Assessment of growth and ammonium reduction: Shaking culture experiments were conducted to observe the effect of (NH4)2SO4 addition at a different concentration of 0, 2.5, 5, 7 and 10% of total medium. Ammonium was mixed with auto claved sterile 1/100 meat extract medium to 100 mL in total volume. One percent of overnight strain preculture were then inoculated to medium in 250 mL erlenmeyer flasks and incubated at 30°C. The growth of the isolate was observed spectrophotometry at a wavelength of 600 nm (Shimadzu UV-1601PC spectrophotometer). Furthermore, the ability of the strain in reduce ammonia was performed by centrifuged culture samples at 8000 rpm for 15 min (Eppendorf centrifuge 5804R). Ammonia concentration was determined using nessler assay at a wavelength 425 nm.

RESULTS AND DISCUSSION

Isolation and selection of microorganisms: About 100 strains were isolated from soils from two laying hens industry that categorizes as high ammonia emission region and strain LS3K belong to that group. Because environmental conditions are usually nutritionally inadequate, a 1/100 nutrient agar was used for screening heterotrophic ammonium-responsive strains. We have isolated a soil bacterium, which located at high ammonia odorous region of laying hens farm in Yogyakarta city, Indonesia as tropical area. The isolated strain was responsive to the addition of 500 mg L–1 (NH4)2SO4 as the addition of nitrogen source in nutrient agar, from soil at Yogyakarta city.

The growth of strain LS3K at 1/00 nutrient broth was promoted by the addition of 500 mg L–1 in culture medium at 120 rpm shaker at 30°C after incubation at 4 days. Colony diameter of the strain was also confirmed increased in size when growing in 1/100 nutrient agar.

Morphological and physiological characteristics: The morphology of strain LS3K colonies on a nutrient agar plate was light yellow, circular, low convex, smooth and semi-translucent (Fig. 1). Spores are not formed. Morphological observation using scanning electron microscope (JEOL JSM-6510LA) of pure strains was in Fig. 2. It is found that cells of LS3K were a short rod, 0.3-0.6×1.2-1.6 μm in size.

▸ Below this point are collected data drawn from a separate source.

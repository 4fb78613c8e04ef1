//! Per-block parameter snapshot

use super::{ParamId, ParameterSource, PrePost, ReverbType};

/// Typed view of every parameter, captured once at the start of a block
///
/// Percentages are normalised to 0..1 (`width` to 0..2); gains stay in dB;
/// `tone` stays in -100..100 since its sign selects the filter mode.
#[derive(Debug, Clone, Copy, PartialEq)]
pub struct ParameterSnapshot {
    pub bypass: bool,
    pub input_gain_db: f32,
    pub drive: f32,
    pub reverb_amount: f32,
    pub pre_post: PrePost,
    pub reverb_type: ReverbType,
    pub decay: f32,
    pub damping: f32,
    pub tone: f32,
    pub width: f32,
    pub mix: f32,
    pub output_gain_db: f32,
}

impl ParameterSnapshot {
    /// Read every parameter from `source` in a single pass
    ///
    /// Non-finite values fall back to the parameter default and everything
    /// is constrained to its range, so a misbehaving source can't push
    /// NaN or huge gains into filter or reverb state.
    pub fn capture<S: ParameterSource + ?Sized>(source: &S) -> Self {
        let mut raw = [0.0_f32; ParamId::COUNT];
        for id in ParamId::ALL {
            let value = source.get(id);
            raw[id.index()] = if value.is_finite() {
                id.constrain(value)
            } else {
                id.default_value()
            };
        }
        Self::from_raw(&raw)
    }

    fn from_raw(raw: &[f32; ParamId::COUNT]) -> Self {
        let get = |id: ParamId| raw[id.index()];
        Self {
            bypass: get(ParamId::Bypass) > 0.5,
            input_gain_db: get(ParamId::Input),
            drive: get(ParamId::Drive),
            reverb_amount: get(ParamId::ReverbAmount) / 100.0,
            pre_post: PrePost::from_value(get(ParamId::PrePost)),
            reverb_type: ReverbType::from_value(get(ParamId::ReverbType)),
            decay: get(ParamId::Decay) / 100.0,
            damping: get(ParamId::Damping) / 100.0,
            tone: get(ParamId::Tone),
            width: get(ParamId::Width) / 100.0,
            mix: get(ParamId::Mix) / 100.0,
            output_gain_db: get(ParamId::Output),
        }
    }
}

impl Default for ParameterSnapshot {
    fn default() -> Self {
        let raw = ParamId::ALL.map(ParamId::default_value);
        Self::from_raw(&raw)
    }
}
//! Tone Filter
//!
//! Topology-preserving-transform state-variable filter (Simper/Zavalishin),
//! one independent state per channel. A single `tone` control picks the mode
//! from its sign and the cutoff from its magnitude:
//! - `tone < 0`: low-pass, cutoff 200 Hz (at -100) to 20 kHz (at 0)
//! - `tone > 0`: high-pass, cutoff 20 Hz (at 0) to 2 kHz (at 100)

use std::f32::consts::{FRAC_1_SQRT_2, PI};

use super::denormal::flush_denormal;
use super::effect::Effect;
use crate::engine::buffer::MAX_CHANNELS;
use crate::engine::AudioBuffer;

// ============================================================================
// Constants
// ============================================================================

const LOWPASS_MIN_HZ: f32 = 200.0;
const LOWPASS_MAX_HZ: f32 = 20000.0;
const HIGHPASS_MIN_HZ: f32 = 20.0;
const HIGHPASS_MAX_HZ: f32 = 2000.0;

/// Lowest cutoff the filter will accept
const MIN_CUTOFF_HZ: f32 = 10.0;

/// Highest cutoff as a fraction of the sample rate
const MAX_CUTOFF_RATIO: f32 = 0.49;

/// Butterworth resonance
const DEFAULT_Q: f32 = FRAC_1_SQRT_2;

// ============================================================================
// Mode Mapping
// ============================================================================

#[derive(Debug, Clone, Copy, PartialEq, Eq, Default)]
pub enum FilterMode {
    #[default]
    LowPass,
    HighPass,
}

/// Map a tone value to filter mode and cutoff in Hz
///
/// Returns `None` for a flat (zero or non-finite) tone, meaning the filter
/// should not run at all.
pub fn tone_to_settings(tone: f32) -> Option<(FilterMode, f32)> {
    if !tone.is_finite() || tone == 0.0 {
        return None;
    }
    let tone = tone.clamp(-100.0, 100.0);
    if tone < 0.0 {
        let t = (tone + 100.0) / 100.0;
        Some((
            FilterMode::LowPass,
            LOWPASS_MIN_HZ + t * (LOWPASS_MAX_HZ - LOWPASS_MIN_HZ),
        ))
    } else {
        let t = tone / 100.0;
        Some((
            FilterMode::HighPass,
            HIGHPASS_MIN_HZ + t * (HIGHPASS_MAX_HZ - HIGHPASS_MIN_HZ),
        ))
    }
}

// ============================================================================
// Filter State
// ============================================================================

/// Integrator history of one channel
#[derive(Debug, Clone, Copy, Default, PartialEq)]
pub struct SvfState {
    pub ic1eq: f32,
    pub ic2eq: f32,
}

impl SvfState {
    fn reset(&mut self) {
        *self = Self::default();
    }
}

#[derive(Debug, Clone, Copy)]
struct SvfCoefficients {
    k: f32,
    a1: f32,
    a2: f32,
    a3: f32,
}

impl SvfCoefficients {
    fn new(cutoff: f32, q: f32, sample_rate: f32) -> Self {
        let g = (PI * cutoff / sample_rate).tan();
        let k = 1.0 / q;
        let a1 = 1.0 / (1.0 + g * (g + k));
        let a2 = g * a1;
        let a3 = g * a2;
        Self { k, a1, a2, a3 }
    }
}

// ============================================================================
// Tone Filter
// ============================================================================

#[derive(Debug, Clone)]
pub struct ToneFilter {
    mode: FilterMode,
    cutoff: f32,
    sample_rate: f32,
    coefficients: SvfCoefficients,
    states: [SvfState; MAX_CHANNELS],
}

impl ToneFilter {
    pub fn new(sample_rate: f32) -> Self {
        let mut filter = Self {
            mode: FilterMode::LowPass,
            cutoff: LOWPASS_MAX_HZ,
            sample_rate,
            coefficients: SvfCoefficients::new(1000.0, DEFAULT_Q, 44100.0),
            states: [SvfState::default(); MAX_CHANNELS],
        };
        filter.update_coefficients();
        filter
    }

    /// Configure mode and cutoff from a tone value; a flat tone changes nothing
    pub fn set_tone(&mut self, tone: f32) {
        if let Some((mode, cutoff)) = tone_to_settings(tone) {
            self.mode = mode;
            self.set_cutoff(cutoff);
        }
    }

    pub fn set_mode(&mut self, mode: FilterMode) {
        self.mode = mode;
    }

    /// Set the cutoff, clamped to 10 Hz..0.49 * sample rate
    pub fn set_cutoff(&mut self, cutoff: f32) {
        if !cutoff.is_finite() || cutoff == self.cutoff {
            return;
        }
        self.cutoff = cutoff;
        self.update_coefficients();
    }

    pub fn mode(&self) -> FilterMode {
        self.mode
    }

    pub fn cutoff(&self) -> f32 {
        self.cutoff
    }

    /// Integrator history of `channel`
    pub fn state(&self, channel: usize) -> Option<SvfState> {
        self.states.get(channel).copied()
    }

    fn update_coefficients(&mut self) {
        let max_cutoff = (self.sample_rate * MAX_CUTOFF_RATIO).max(MIN_CUTOFF_HZ);
        let cutoff = self.cutoff.clamp(MIN_CUTOFF_HZ, max_cutoff);
        self.coefficients = SvfCoefficients::new(cutoff, DEFAULT_Q, self.sample_rate);
    }

    /// Filter one sample of `channel`; channels past the second pass through
    #[inline]
    pub fn process_sample(&mut self, channel: usize, input: f32) -> f32 {
        let Some(state) = self.states.get_mut(channel) else {
            return input;
        };
        let SvfCoefficients { k, a1, a2, a3 } = self.coefficients;
        let x = if input.is_finite() { input } else { 0.0 };

        let v3 = x - state.ic2eq;
        let v1 = a1 * state.ic1eq + a2 * v3;
        let v2 = state.ic2eq + a2 * state.ic1eq + a3 * v3;
        state.ic1eq = flush_denormal(2.0 * v1 - state.ic1eq);
        state.ic2eq = flush_denormal(2.0 * v2 - state.ic2eq);

        match self.mode {
            FilterMode::LowPass => v2,
            FilterMode::HighPass => x - k * v1 - v2,
        }
    }

    pub fn process_slice(&mut self, channel: usize, samples: &mut [f32]) {
        for sample in samples.iter_mut() {
            *sample = self.process_sample(channel, *sample);
        }
    }
}

impl Default for ToneFilter {
    fn default() -> Self {
        Self::new(44100.0)
    }
}

impl Effect for ToneFilter {
    fn process(&mut self, buffer: &mut AudioBuffer) {
        for (channel, samples) in buffer.samples.iter_mut().take(MAX_CHANNELS).enumerate() {
            self.process_slice(channel, samples);
        }
    }

    fn prepare(&mut self, sample_rate: f64, _max_block_size: usize) {
        self.sample_rate = sample_rate as f32;
        self.update_coefficients();
        self.reset();
    }

    fn reset(&mut self) {
        for state in &mut self.states {
            state.reset();
        }
    }

    fn effect_type(&self) -> &'static str {
        "tone_filter"
    }
}

// ============================================================================
// Tests
// ============================================================================

#[cfg(test)]
mod tests {
    use super::*;
    use approx::assert_relative_eq;
    use test_case::test_case;

    const SAMPLE_RATE: f32 = 44100.0;

    fn sine(freq: f32, num_samples: usize) -> Vec<f32> {
        (0..num_samples)
            .map(|i| (2.0 * PI * freq * i as f32 / SAMPLE_RATE).sin())
            .collect()
    }

    fn rms(samples: &[f32]) -> f32 {
        (samples.iter().map(|s| s * s).sum::<f32>() / samples.len() as f32).sqrt()
    }

    /// RMS gain of a steady sine through the filter, skipping the transient
    fn gain_at(tone: f32, freq: f32) -> f32 {
        let mut filter = ToneFilter::new(SAMPLE_RATE);
        filter.set_tone(tone);
        let input = sine(freq, 8192);
        let mut output = input.clone();
        filter.process_slice(0, &mut output);
        rms(&output[4096..]) / rms(&input[4096..])
    }

    #[test_case(-100.0, FilterMode::LowPass, 200.0)]
    #[test_case(-50.0, FilterMode::LowPass, 10100.0)]
    #[test_case(-1.0, FilterMode::LowPass, 19802.0)]
    #[test_case(1.0, FilterMode::HighPass, 39.8)]
    #[test_case(50.0, FilterMode::HighPass, 1010.0)]
    #[test_case(100.0, FilterMode::HighPass, 2000.0)]
    fn test_tone_mapping(tone: f32, mode: FilterMode, cutoff: f32) {
        let (actual_mode, actual_cutoff) = tone_to_settings(tone).unwrap();
        assert_eq!(actual_mode, mode);
        assert_relative_eq!(actual_cutoff, cutoff, max_relative = 1e-5);
    }

    #[test]
    fn test_flat_tone_has_no_settings() {
        assert_eq!(tone_to_settings(0.0), None);
        assert_eq!(tone_to_settings(f32::NAN), None);
    }

    #[test]
    fn test_out_of_range_tone_is_clamped() {
        assert_eq!(tone_to_settings(-500.0), tone_to_settings(-100.0));
        assert_eq!(tone_to_settings(500.0), tone_to_settings(100.0));
    }

    #[test]
    fn test_lowpass_darkens() {
        // Cutoff 200 Hz
        assert!(gain_at(-100.0, 5000.0) < 0.05);
        assert!(gain_at(-100.0, 50.0) > 0.9);
    }

    #[test]
    fn test_highpass_thins() {
        // Cutoff 2 kHz
        assert!(gain_at(100.0, 100.0) < 0.05);
        assert!(gain_at(100.0, 10000.0) > 0.9);
    }

    #[test]
    fn test_cutoff_gain_is_butterworth() {
        let mut filter = ToneFilter::new(SAMPLE_RATE);
        filter.set_mode(FilterMode::LowPass);
        filter.set_cutoff(1000.0);
        let input = sine(1000.0, 16384);
        let mut output = input.clone();
        filter.process_slice(0, &mut output);
        let gain = rms(&output[8192..]) / rms(&input[8192..]);
        assert_relative_eq!(gain, FRAC_1_SQRT_2, epsilon = 0.02);
    }

    #[test]
    fn test_channels_are_independent() {
        let mut filter = ToneFilter::new(SAMPLE_RATE);
        filter.set_tone(-60.0);
        let mut buffer = AudioBuffer::with_channels(2, 4);
        buffer.channel_mut(0).fill(0.5);

        filter.process(&mut buffer);

        assert_ne!(filter.state(0), Some(SvfState::default()));
        assert!(buffer.channel(0).iter().all(|&s| s > 0.0));
        assert_eq!(filter.state(1), Some(SvfState::default()));
        assert!(buffer.channel(1).iter().all(|&s| s == 0.0));
    }

    #[test]
    fn test_state_flushes_to_zero_after_impulse() {
        let mut filter = ToneFilter::new(SAMPLE_RATE);
        filter.set_tone(-60.0);
        filter.process_sample(0, 1.0);
        assert_ne!(filter.state(0), Some(SvfState::default()));

        let mut silence = vec![0.0; 4096];
        filter.process_slice(0, &mut silence);
        assert_eq!(filter.state(0), Some(SvfState::default()));
        assert_eq!(silence.last(), Some(&0.0));
    }

    #[test]
    fn test_extra_channels_pass_through() {
        let mut filter = ToneFilter::new(SAMPLE_RATE);
        filter.set_tone(80.0);
        let mut buffer = AudioBuffer::with_channels(3, 16);
        buffer.fill(0.25);
        filter.process(&mut buffer);
        assert_eq!(buffer.channel(2), &[0.25; 16]);
        assert_eq!(filter.state(2), None);
    }

    #[test]
    fn test_prepare_resets_state() {
        let mut filter = ToneFilter::new(SAMPLE_RATE);
        filter.set_tone(-30.0);
        filter.process_sample(0, 1.0);
        filter.process_sample(1, -1.0);

        filter.prepare(48000.0, 512);
        assert_eq!(filter.state(0), Some(SvfState::default()));
        assert_eq!(filter.state(1), Some(SvfState::default()));
    }

    #[test]
    fn test_non_finite_input_keeps_state_finite() {
        let mut filter = ToneFilter::new(SAMPLE_RATE);
        filter.set_tone(-50.0);
        filter.process_sample(0, f32::NAN);
        filter.process_sample(0, f32::INFINITY);
        let state = filter.state(0).unwrap();
        assert!(state.ic1eq.is_finite() && state.ic2eq.is_finite());
        assert!(filter.process_sample(0, 0.5).is_finite());
    }

    #[test]
    fn test_cutoff_above_nyquist_is_stable() {
        let mut filter = ToneFilter::new(22050.0);
        filter.set_tone(-1.0);
        let mut samples = sine(3000.0, 4096);
        filter.process_slice(0, &mut samples);
        assert!(samples.iter().all(|s| s.is_finite() && s.abs() < 2.0));
    }

    #[test]
    fn test_zero_input_stays_zero() {
        let mut filter = ToneFilter::new(SAMPLE_RATE);
        filter.set_tone(40.0);
        let mut samples = vec![0.0; 256];
        filter.process_slice(1, &mut samples);
        assert!(samples.iter().all(|&s| s == 0.0));
    }
}
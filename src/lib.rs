//! Louder - Real-Time Saturation and Reverb Processor
//!
//! A block-based effect chain combining:
//! - Soft-clip saturation, before or after the reverb
//! - A Freeverb-style reverb with Room, Hall and Plate voicings
//! - A single-knob tone filter sweeping low-pass to high-pass
//! - Mid/side stereo width
//! - Dry/wet mix with input and output trim
//!
//! # Architecture
//!
//! - `params`: parameter ids, the lock-free `ParamStore` and the per-block
//!   `ParameterSnapshot`
//! - `dsp`: the processing stages and the `BlockPipeline` that runs them
//! - `engine`: planar audio buffers and WAV I/O
//! - `cli`: the offline renderer behind `louder-cli`
//!
//! # Example
//!
//! ```
//! use louder::dsp::BlockPipeline;
//! use louder::engine::{AudioBuffer, ChannelLayout};
//! use louder::params::{ParamId, ParamStore};
//!
//! let store = ParamStore::new();
//! store.set(ParamId::Drive, 2.0);
//!
//! let mut pipeline = BlockPipeline::new();
//! pipeline.prepare(48000.0, 256).unwrap();
//!
//! let mut block = AudioBuffer::new(256, ChannelLayout::Stereo);
//! block.fill(0.25);
//! pipeline.process_with(&mut block, &store);
//! assert!(pipeline.meters().output() > 0.25);
//! ```

pub mod cli;
pub mod dsp;
pub mod engine;
pub mod error;
pub mod params;

pub use error::{LouderError, Result};
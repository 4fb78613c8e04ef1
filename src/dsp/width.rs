//! Stereo width via mid/side rebalancing.

use super::effect::Effect;
use crate::engine::AudioBuffer;

/// Unity width; leaves the image unchanged
pub const UNITY_WIDTH: f32 = 1.0;

/// Rescale the side signal of a stereo pair by `width`
///
/// `0.0` collapses to mono, values above `1.0` widen without limit.
pub fn apply_width(left: &mut [f32], right: &mut [f32], width: f32) {
    for (l, r) in left.iter_mut().zip(right.iter_mut()) {
        let mid = (*l + *r) * 0.5;
        let side = (*l - *r) * 0.5 * width;
        *l = mid + side;
        *r = mid - side;
    }
}

/// Width stage; mono buffers and unity width pass through untouched
#[derive(Debug, Clone)]
pub struct StereoWidth {
    width: f32,
}

impl StereoWidth {
    pub fn new(width: f32) -> Self {
        let mut stage = Self { width: UNITY_WIDTH };
        stage.set_width(width);
        stage
    }

    /// Set the width; non-finite values fall back to unity
    pub fn set_width(&mut self, width: f32) {
        self.width = if width.is_finite() {
            width.max(0.0)
        } else {
            UNITY_WIDTH
        };
    }

    pub fn width(&self) -> f32 {
        self.width
    }

    pub fn is_identity(&self) -> bool {
        self.width == UNITY_WIDTH
    }
}

impl Default for StereoWidth {
    fn default() -> Self {
        Self::new(UNITY_WIDTH)
    }
}

impl Effect for StereoWidth {
    fn process(&mut self, buffer: &mut AudioBuffer) {
        if self.is_identity() {
            return;
        }
        if let Some((left, right)) = buffer.stereo_mut() {
            apply_width(left, right, self.width);
        }
    }

    fn prepare(&mut self, _sample_rate: f64, _max_block_size: usize) {}

    fn reset(&mut self) {}

    fn effect_type(&self) -> &'static str {
        "stereo_width"
    }
}
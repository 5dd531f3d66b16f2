//! thermo-cooling — cooling decision adapter over the fuzzy core.
//!
//! Turns raw server/environment data into actionable cooling parameters:
//!
//! ```text
//! OptimizeRequest (JSON)
//!   └── aggregate: mean temperature, mean heat load, humidity passthrough
//!         └── RuleBase::infer (thermo-fuzzy)
//!               └── derive: fan speed, AC setpoint, savings estimate
//!                     └── CoolingPlan (JSON)
//! ```
//!
//! Missing request fields are resolved by documented defaults and never
//! produce an error. The rule base is loaded once at startup
//! ([`CoolingOptimizer::load_or_init`]) and shared immutably thereafter.

pub mod adapter;
pub mod defaults;
pub mod error;
pub mod types;

pub use adapter::{
    CoolingOptimizer, DEFAULT_HEAT_LOAD, DEFAULT_HUMIDITY, DEFAULT_TEMPERATURE,
};
pub use error::{CoolingError, CoolingResult};
pub use defaults::{VAR_HEAT_LOAD, VAR_HUMIDITY, VAR_TEMPERATURE, default_rule_spec};
pub use types::{CoolingPlan, CoolingSensors, OptimizeRequest, ServerReading};
//! thermo-fuzzy — generalized fuzzy-logic evaluation core.
//!
//! Maps crisp sensor readings to a crisp result plus a linguistic label via
//! hand-authored weighted rules:
//!
//! ```text
//! RuleBaseSpec (TOML)              RuleBase (compiled, immutable)
//!   ├── variables + term shapes ──▶ VariableRegistry (index-resolved)
//!   ├── weighted rules ──────────▶ CompiledRule (clause indices)
//!   ├── output levels ───────────▶ crisp consequent values
//!   └── label bands ─────────────▶ numeric → linguistic mapping
//!
//! RuleBase::infer(inputs) → Inference { numeric, label }
//! ```
//!
//! All validation happens at compile time ([`RuleBase::compile`]):
//! membership-function ordering, variable/term references, output terms,
//! weights, and bands. Inference itself is pure, total, and deterministic.
//! A compiled `RuleBase` is `Send + Sync` and safe to share behind an `Arc`
//! across unbounded concurrent callers; reloading means compiling a fresh
//! instance and swapping the reference.

pub mod config;
pub mod engine;
pub mod error;
pub mod membership;
pub mod rules;
pub mod variable;

pub use config::{Band, Bands, Clause, OutputLevel, Rule, RuleBaseSpec};
pub use engine::{Inference, Inputs};
pub use error::{FuzzyError, FuzzyResult};
pub use membership::MembershipFunction;
pub use rules::RuleBase;
pub use variable::{ANY_TERM, Term, Variable, VariableRegistry};
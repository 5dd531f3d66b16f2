//! Error types for the cooling adapter.

use thiserror::Error;

/// Result type alias for cooling adapter operations.
pub type CoolingResult<T> = Result<T, CoolingError>;

/// Errors that can occur while starting the cooling optimizer.
///
/// All of these are fatal configuration errors; once a rule base is
/// loaded, `optimize` itself has no error path — missing request fields
/// are resolved by defaults.
#[derive(Debug, Error)]
pub enum CoolingError {
    #[error("rule configuration error: {0}")]
    Rules(#[from] thermo_fuzzy::FuzzyError),
}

The morphological, biochemical and physiological characteristics of strain LS3K were shown in Table 1. The cells of the strain are Gram-negative bacteria, confirmed as oxidase negative, nitrate reduction and non-indole production.

Table 1: Morphological, biochemical and physiological characteristics of Pseudomonas sp., LS3K
Image for - Identification and Growth Characters of Nitrifying Pseudomonas sp., LS3K Isolated from Odorous Region of Poultry Farm

Image for - Identification and Growth Characters of Nitrifying Pseudomonas sp., LS3K Isolated from Odorous Region of Poultry Farm
Fig. 1:
Colony of strain LS3K growing on 1/100 meat extract medium contain 0.01% yeast extract, 0.01% polypepton and 0.005% NaCl with 1.5% agar. Medium was supplemented with 500 mg L–1 (NH4)2SO4

Image for - Identification and Growth Characters of Nitrifying Pseudomonas sp., LS3K Isolated from Odorous Region of Poultry Farm
Fig. 2: Scanning electron micrograph of strain LS3K grown in 1/100 meat extract medium

Furthermore, catalase reaction, starch hydrolysis and H2S production were positive, while citrate utilization was negative. Arginine dihydrolase was positive. These following substrates were not utilized for respiration: D-glucose, D-maltose and D-mannitol but dl-malic acid was used as a substrate for respiration. The n-acetyl-D-glucosamine, maltose and D-gluconate were also not used as a substrate by the strain. According to the data mentioned, strain LS3K was confirmed belong to genus Pseudomonas.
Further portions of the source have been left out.